Aunque eso sí, después de la cena, dedujimos que el nombre del restaurante no es por la altura, sino por la sensación en el estómago al ver el tamaño de la cuenta! Pero bueno, para eso estábamos de luna de miel, y no todos los días uno puede disfrutar de estas vistas!

Al día siguiente, después de dormir y desayunar como unos reyes, aprendemos la lección y pedimos un taxi (con taxímetro) desde el hotel para llegar al embarcadero donde vamos a recorrer la ciudad a través de su río, el Chao Phraya, y sus innumerables canales.
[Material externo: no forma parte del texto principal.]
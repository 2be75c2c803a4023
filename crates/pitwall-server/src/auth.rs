//! HTTP Basic-auth middleware for the REST surface.
//!
//! Credentials are a single (username, argon2 PHC hash) pair from the
//! server configuration — enough for a small community deployment sitting
//! behind its own reverse proxy. The WebSocket subscription route is
//! mounted outside this layer.

use std::sync::Arc;

use argon2::{Argon2, PasswordHash, PasswordVerifier};
use axum::{
  extract::{Request, State},
  http::{HeaderMap, HeaderValue, StatusCode, header},
  middleware::Next,
  response::{IntoResponse, Response},
};
use base64::Engine as _;
use base64::engine::general_purpose::STANDARD as B64;

/// Credentials accepted as valid for this server instance.
#[derive(Clone)]
pub struct AuthConfig {
  pub username:      String,
  /// PHC string produced by argon2, e.g. `$argon2id$v=19$…`
  pub password_hash: String,
}

fn unauthorized() -> Response {
  let mut res = (StatusCode::UNAUTHORIZED, "Unauthorized").into_response();
  res.headers_mut().insert(
    header::WWW_AUTHENTICATE,
    HeaderValue::from_static("Basic realm=\"pitwall\""),
  );
  res
}

/// Verify credentials directly from headers.
pub fn verify_auth(
  headers: &HeaderMap,
  config: &AuthConfig,
) -> Result<(), Response> {
  let header_val = headers
    .get(header::AUTHORIZATION)
    .and_then(|v| v.to_str().ok())
    .ok_or_else(unauthorized)?;

  let encoded = header_val
    .strip_prefix("Basic ")
    .ok_or_else(unauthorized)?;

  let decoded = B64.decode(encoded).map_err(|_| unauthorized())?;
  let creds = std::str::from_utf8(&decoded).map_err(|_| unauthorized())?;

  let (username, password) = creds.split_once(':').ok_or_else(unauthorized)?;

  if username != config.username {
    return Err(unauthorized());
  }

  let parsed_hash =
    PasswordHash::new(&config.password_hash).map_err(|_| unauthorized())?;

  Argon2::default()
    .verify_password(password.as_bytes(), &parsed_hash)
    .map_err(|_| unauthorized())?;

  Ok(())
}

/// Middleware rejecting unauthenticated requests with 401.
pub async fn require_auth(
  State(config): State<Arc<AuthConfig>>,
  request: Request,
  next: Next,
) -> Response {
  match verify_auth(request.headers(), &config) {
    Ok(()) => next.run(request).await,
    Err(rejection) => rejection,
  }
}
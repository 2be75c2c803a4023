//! Handlers for `/driver-roster` — the roster mutation endpoints.
//!
//! | Method   | Path | Notes |
//! |----------|------|-------|
//! | `POST`   | `/driver-roster` | Body: [`NewEntryBody`]; 201 + entry, broadcasts `driver_added` |
//! | `PUT`    | `/driver-roster/:id` | Body: [`EntryBody`]; broadcasts `driver_updated` |
//! | `DELETE` | `/driver-roster/:id` | Broadcasts `driver_deleted` with `{driver_id}` |
//! | `GET`    | `/race-plans/:id/roster` | Raw roster read, no reconcile |
//!
//! Every mutation persists first and broadcasts only after the persist
//! succeeded; an error response never has a broadcast side effect.

use axum::{
  Json,
  extract::{Path, State},
  http::StatusCode,
  response::IntoResponse,
};
use serde::Deserialize;
use serde_json::json;

use pitwall_core::{
  EntryId, PlanId, UserId,
  roster::{NewRosterEntry, RosterEntry},
  store::PlanStore,
};
use pitwall_realtime::PlanEvent;

use crate::{ApiState, error::ApiError};

// ─── Bodies ──────────────────────────────────────────────────────────────────

/// JSON body accepted by `POST /driver-roster`.
#[derive(Debug, Deserialize)]
pub struct NewEntryBody {
  pub race_plan_id: PlanId,
  pub name:         String,
  pub user_id:      Option<UserId>,
  pub color:        Option<String>,
  pub preference:   Option<String>,
  pub stints:       Option<i64>,
  pub fair_share:   Option<bool>,
  pub gmt_offset:   Option<i64>,
  pub i_rating:     Option<f64>,
  pub lap_time:     Option<f64>,
  pub factor:       Option<i64>,
}

impl From<NewEntryBody> for NewRosterEntry {
  fn from(b: NewEntryBody) -> Self {
    NewRosterEntry {
      race_plan_id: b.race_plan_id,
      user_id:      b.user_id,
      name:         b.name,
      color:        b.color,
      preference:   b.preference,
      stints:       b.stints,
      fair_share:   b.fair_share,
      gmt_offset:   b.gmt_offset,
      i_rating:     b.i_rating,
      lap_time:     b.lap_time,
      factor:       b.factor,
    }
  }
}

/// JSON body accepted by `PUT /driver-roster/:id` — the full wire entry.
/// The `race_plan_id` a client echoes back is ignored; entries never move
/// between plans.
#[derive(Debug, Deserialize)]
pub struct EntryBody {
  pub race_plan_id: PlanId,
  pub name:         String,
  pub user_id:      Option<UserId>,
  pub color:        Option<String>,
  pub preference:   Option<String>,
  pub stints:       Option<i64>,
  pub fair_share:   Option<bool>,
  pub gmt_offset:   Option<i64>,
  pub i_rating:     Option<f64>,
  pub lap_time:     Option<f64>,
  pub factor:       Option<i64>,
}

fn require_name(name: &str) -> Result<(), ApiError> {
  if name.trim().is_empty() {
    return Err(ApiError::BadRequest("driver name must not be empty".into()));
  }
  Ok(())
}

// ─── Create ──────────────────────────────────────────────────────────────────

/// `POST /driver-roster` — returns 201 + the stored entry.
pub async fn create<S>(
  State(state): State<ApiState<S>>,
  Json(body): Json<NewEntryBody>,
) -> Result<impl IntoResponse, ApiError>
where
  S: PlanStore + 'static,
{
  require_name(&body.name)?;

  state
    .store
    .get_plan(body.race_plan_id)
    .await
    .map_err(|e| ApiError::Store(Box::new(e)))?
    .ok_or_else(|| {
      ApiError::NotFound(format!("race plan {} not found", body.race_plan_id))
    })?;

  let entry = state
    .store
    .create_entry(NewRosterEntry::from(body))
    .await
    .map_err(|e| ApiError::Store(Box::new(e)))?
    .ok_or_else(|| {
      ApiError::Conflict("driver is already on this roster".into())
    })?;

  state
    .rooms
    .broadcast(entry.race_plan_id, &PlanEvent::DriverAdded(entry.clone()))
    .await;

  Ok((StatusCode::CREATED, Json(entry)))
}

// ─── Update ──────────────────────────────────────────────────────────────────

/// `PUT /driver-roster/:id` — persists new field values and broadcasts the
/// full updated entry.
pub async fn update<S>(
  State(state): State<ApiState<S>>,
  Path(id): Path<EntryId>,
  Json(body): Json<EntryBody>,
) -> Result<Json<RosterEntry>, ApiError>
where
  S: PlanStore + 'static,
{
  require_name(&body.name)?;

  let entry = RosterEntry {
    id,
    race_plan_id: body.race_plan_id,
    user_id:      body.user_id,
    name:         body.name,
    color:        body.color,
    preference:   body.preference,
    stints:       body.stints,
    fair_share:   body.fair_share,
    gmt_offset:   body.gmt_offset,
    i_rating:     body.i_rating,
    lap_time:     body.lap_time,
    factor:       body.factor,
  };

  let stored = state
    .store
    .update_entry(entry)
    .await
    .map_err(|e| ApiError::Store(Box::new(e)))?
    .ok_or_else(|| ApiError::NotFound(format!("roster entry {id} not found")))?;

  state
    .rooms
    .broadcast(stored.race_plan_id, &PlanEvent::DriverUpdated(stored.clone()))
    .await;

  Ok(Json(stored))
}

// ─── Delete ──────────────────────────────────────────────────────────────────

/// `DELETE /driver-roster/:id` — removes the entry permanently and
/// broadcasts `{driver_id}` to the plan the entry belonged to.
pub async fn delete<S>(
  State(state): State<ApiState<S>>,
  Path(id): Path<EntryId>,
) -> Result<impl IntoResponse, ApiError>
where
  S: PlanStore + 'static,
{
  let race_plan_id = state
    .store
    .delete_entry(id)
    .await
    .map_err(|e| ApiError::Store(Box::new(e)))?
    .ok_or_else(|| ApiError::NotFound(format!("roster entry {id} not found")))?;

  state
    .rooms
    .broadcast(race_plan_id, &PlanEvent::DriverDeleted { driver_id: id })
    .await;

  Ok(Json(json!({ "status": "deleted", "driver_id": id })))
}

// ─── List ────────────────────────────────────────────────────────────────────

/// `GET /race-plans/:id/roster` — the raw stored roster, no reconcile.
pub async fn list<S>(
  State(state): State<ApiState<S>>,
  Path(plan_id): Path<PlanId>,
) -> Result<Json<Vec<RosterEntry>>, ApiError>
where
  S: PlanStore + 'static,
{
  state
    .store
    .get_plan(plan_id)
    .await
    .map_err(|e| ApiError::Store(Box::new(e)))?
    .ok_or_else(|| ApiError::NotFound(format!("race plan {plan_id} not found")))?;

  let entries = state
    .store
    .list_entries(plan_id)
    .await
    .map_err(|e| ApiError::Store(Box::new(e)))?;
  Ok(Json(entries))
}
Contemplando los inmensos rascacielos

Los curiosos templos a orillas del río

Y también las zonas más humildes de la ciudad

Contemplando como los turistas dan de comer a los peces

Acosados por los vendedores flotantes

Y llegamos a Wat Arun, el templo más famoso de Bangkok, a orillas del río

Hasta subimos a la cima!

Por la tarde teníamos previsto visitar el Palacio Real y el templo del Buda Reclinado, pero eso era antes de saber que los Tailandeses tienen unas jornadas laborales muy reducidas, así que cuando llegamos a eso de las 16:20 al Palacio Real (después de duras negociaciones con un tuc-tuc), nos dijeron que cerraban a las 16:30, así que nos quedamos en la puerta.

Donde sí pudimos entrar fué en What Pho, el templo donde se encuentra el famoso Buda Reclinado

El Buda, de 15 metros de alto, y 46 metros de largo, encaja casi milimétricamente en el templo

Los pies de la imagen del Buda, de 3 metros de alto por cinco metros de largo, están llenos de incrustaciones de perlas representando 108 escenas del budismo.

Después de ver el Buda, seguimos paseando por el templo, que es impresionante

Y tuvimos el privilegio de escuchar a un grupo de budistas rezar

Después de varias horas paseando, tocaba relajación en la piscina del hotel, una maravilla, en la planta 22 del edificio, rodeado de rascacielos… perfecto para terminar el día!

Y al día siguiente… volamos a Koh Samui!!
Pero eso será en la próxima entrada, que esta ya es muy larga!